Two important common law principles are in play here:

 

  • That all hearings must be in open court (Scott & Anor v Scott [1913] UKHL 2, [1913] AC 417; affirmed in eg European Convention 1950 Art 6.1), unless administration of justice or eg the welfare of children (as now summarised in Civil Procedure Rules 1998 (‘CPR 1998’) r 39.2(3)) requires confidential (or ‘private’?) hearing.
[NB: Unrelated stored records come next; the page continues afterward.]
//! Dice notation and a small sandboxed scripting language for automating
//! tabletop rules.
//!
//! ```
//! use dicescript::{Engine, MarkdownStringifier};
//!
//! let engine = Engine::default();
//! let eval = engine.evaluate("4d6kh3 + 2").unwrap();
//! println!("{}", eval.render(&mut MarkdownStringifier::new()));
//! ```

pub mod budget;
pub mod cache;
pub mod common;
pub mod config;
pub mod context;
pub mod engine;
pub mod error;
pub mod parse;
pub mod roll;
pub mod sandbox;

pub use budget::BudgetError;
pub use cache::AstCache;
pub use config::ExecutionLimits;
pub use context::{AutomationContext, ContextBuilder, ContextError, Handler};
pub use engine::Engine;
pub use error::{Error, ErrorKind};
pub use parse::{parse, ParseError, ParseErrorKind};
pub use roll::{MarkdownStringifier, RollRecord, RollResult, Roller, ScriptedRoller, SimpleStringifier, Stringify};
pub use sandbox::{Evaluation, Value};

pub(crate) type DefaultRng = rand::rngs::ThreadRng;

/// Evaluate `source` once with the standard library, a fresh cache and
/// default limits.
pub fn evaluate(source: &str) -> Result<Evaluation, Error> {
    Engine::default().evaluate(source)
}
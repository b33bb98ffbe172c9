use rand::Rng;
use std::collections::VecDeque;
use std::num::NonZeroU32;
use thiserror::Error;

#[derive(Error, Debug, Clone, Eq, PartialEq)]
pub enum SourceError {
    #[error("roll source exhausted after {calls} rolls")]
    Exhausted { calls: usize },
    #[error("scripted roll {value} does not fit a d{sides}")]
    OutOfRange { value: u32, sides: u32 },
}

/// Source of die outcomes. Implementations return a value in
/// `1..=sides`.
pub trait Roller {
    fn roll(&mut self, sides: NonZeroU32) -> Result<u32, SourceError>;
}

impl<R: Rng> Roller for R {
    fn roll(&mut self, sides: NonZeroU32) -> Result<u32, SourceError> {
        Ok(self.gen_range(1..=sides.get()))
    }
}

/// Replays a fixed list of outcomes in call order.
#[derive(Debug, Clone, Default)]
pub struct ScriptedRoller {
    values: VecDeque<u32>,
    calls: usize,
}

impl ScriptedRoller {
    pub fn new(values: impl IntoIterator<Item = u32>) -> Self {
        Self {
            values: values.into_iter().collect(),
            calls: 0,
        }
    }

    /// Number of outcomes handed out so far.
    pub fn calls(&self) -> usize {
        self.calls
    }

    pub fn remaining(&self) -> usize {
        self.values.len()
    }
}

impl Roller for ScriptedRoller {
    fn roll(&mut self, sides: NonZeroU32) -> Result<u32, SourceError> {
        let value = self
            .values
            .pop_front()
            .ok_or(SourceError::Exhausted { calls: self.calls })?;
        if value == 0 || value > sides.get() {
            return Err(SourceError::OutOfRange {
                value,
                sides: sides.get(),
            });
        }
        self.calls += 1;
        Ok(value)
    }
}
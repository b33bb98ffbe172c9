//! Per-evaluation execution budget.

use crate::config::ExecutionLimits;
use std::time::Instant;
use thiserror::Error;
use tracing::warn;

/// A sandbox guard that tripped, with the limit that was hit.
#[derive(Error, Debug, Copy, Clone, Eq, PartialEq)]
pub enum BudgetError {
    #[error("step budget of {limit} exhausted")]
    Steps { limit: u64 },
    #[error("call depth exceeded the maximum of {limit}")]
    Depth { limit: usize },
    #[error("evaluation timed out after {limit_millis} ms")]
    Timeout { limit_millis: u64 },
    #[error("string length exceeded the maximum of {limit}")]
    Memory { limit: usize },
}

/// Steps remaining, call depth in use and the wall-clock deadline for one
/// evaluation. Created fresh for every top-level request.
#[derive(Debug)]
pub struct Budget {
    max_steps: u64,
    steps_remaining: u64,
    max_depth: usize,
    depth: usize,
    deadline: Instant,
    timeout_millis: u64,
    max_string_length: usize,
}

impl Budget {
    pub fn new(limits: &ExecutionLimits) -> Self {
        Self {
            max_steps: limits.max_steps,
            steps_remaining: limits.max_steps,
            max_depth: limits.max_call_depth,
            depth: 0,
            deadline: Instant::now() + limits.timeout(),
            timeout_millis: limits.timeout_millis,
            max_string_length: limits.max_string_length,
        }
    }

    /// Spend one step. Also checks the deadline.
    pub fn step(&mut self) -> Result<(), BudgetError> {
        if self.steps_remaining == 0 {
            warn!(limit = self.max_steps, "step budget exhausted");
            return Err(BudgetError::Steps {
                limit: self.max_steps,
            });
        }
        self.steps_remaining -= 1;
        self.check_deadline()
    }

    pub fn check_deadline(&self) -> Result<(), BudgetError> {
        if Instant::now() >= self.deadline {
            warn!(limit_millis = self.timeout_millis, "evaluation deadline passed");
            Err(BudgetError::Timeout {
                limit_millis: self.timeout_millis,
            })
        } else {
            Ok(())
        }
    }

    /// Push a frame.
    pub fn enter(&mut self) -> Result<(), BudgetError> {
        if self.depth >= self.max_depth {
            warn!(limit = self.max_depth, "call depth exceeded");
            return Err(BudgetError::Depth {
                limit: self.max_depth,
            });
        }
        self.depth += 1;
        Ok(())
    }

    /// Pop a frame pushed by [`Budget::enter`].
    pub fn exit(&mut self) {
        self.depth = self.depth.saturating_sub(1);
    }

    pub fn check_string(&self, len: usize) -> Result<(), BudgetError> {
        if len > self.max_string_length {
            warn!(len, limit = self.max_string_length, "string too long");
            Err(BudgetError::Memory {
                limit: self.max_string_length,
            })
        } else {
            Ok(())
        }
    }

    pub fn steps_used(&self) -> u64 {
        self.max_steps - self.steps_remaining
    }

    pub fn depth(&self) -> usize {
        self.depth
    }
}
What is meant by ‘private’ was explained by the Court of Appeal in Clibbery v Allan [2002] EWCA Civ 45, [200] Fam 261, [2002] 2 WLR 1511, [2002] 1 FLR 565
  • The law cannot be changed by a rule save where statute permits: see eg Dunhill v Burgin (Nos 1 and 2) [2014] UKSC 18, [2014] 1 WLR 933 where Lady Hale said at [27]: That rules cannot ‘change the substantive law unless expressly permitted so to do by statute: see Re Grosvenor Hotel Ltd (No 2)[1965] Ch 1210’ (Senior Courts Act 1981 s 51(1) which permits rules to create substantive law on costs is an example of the exception).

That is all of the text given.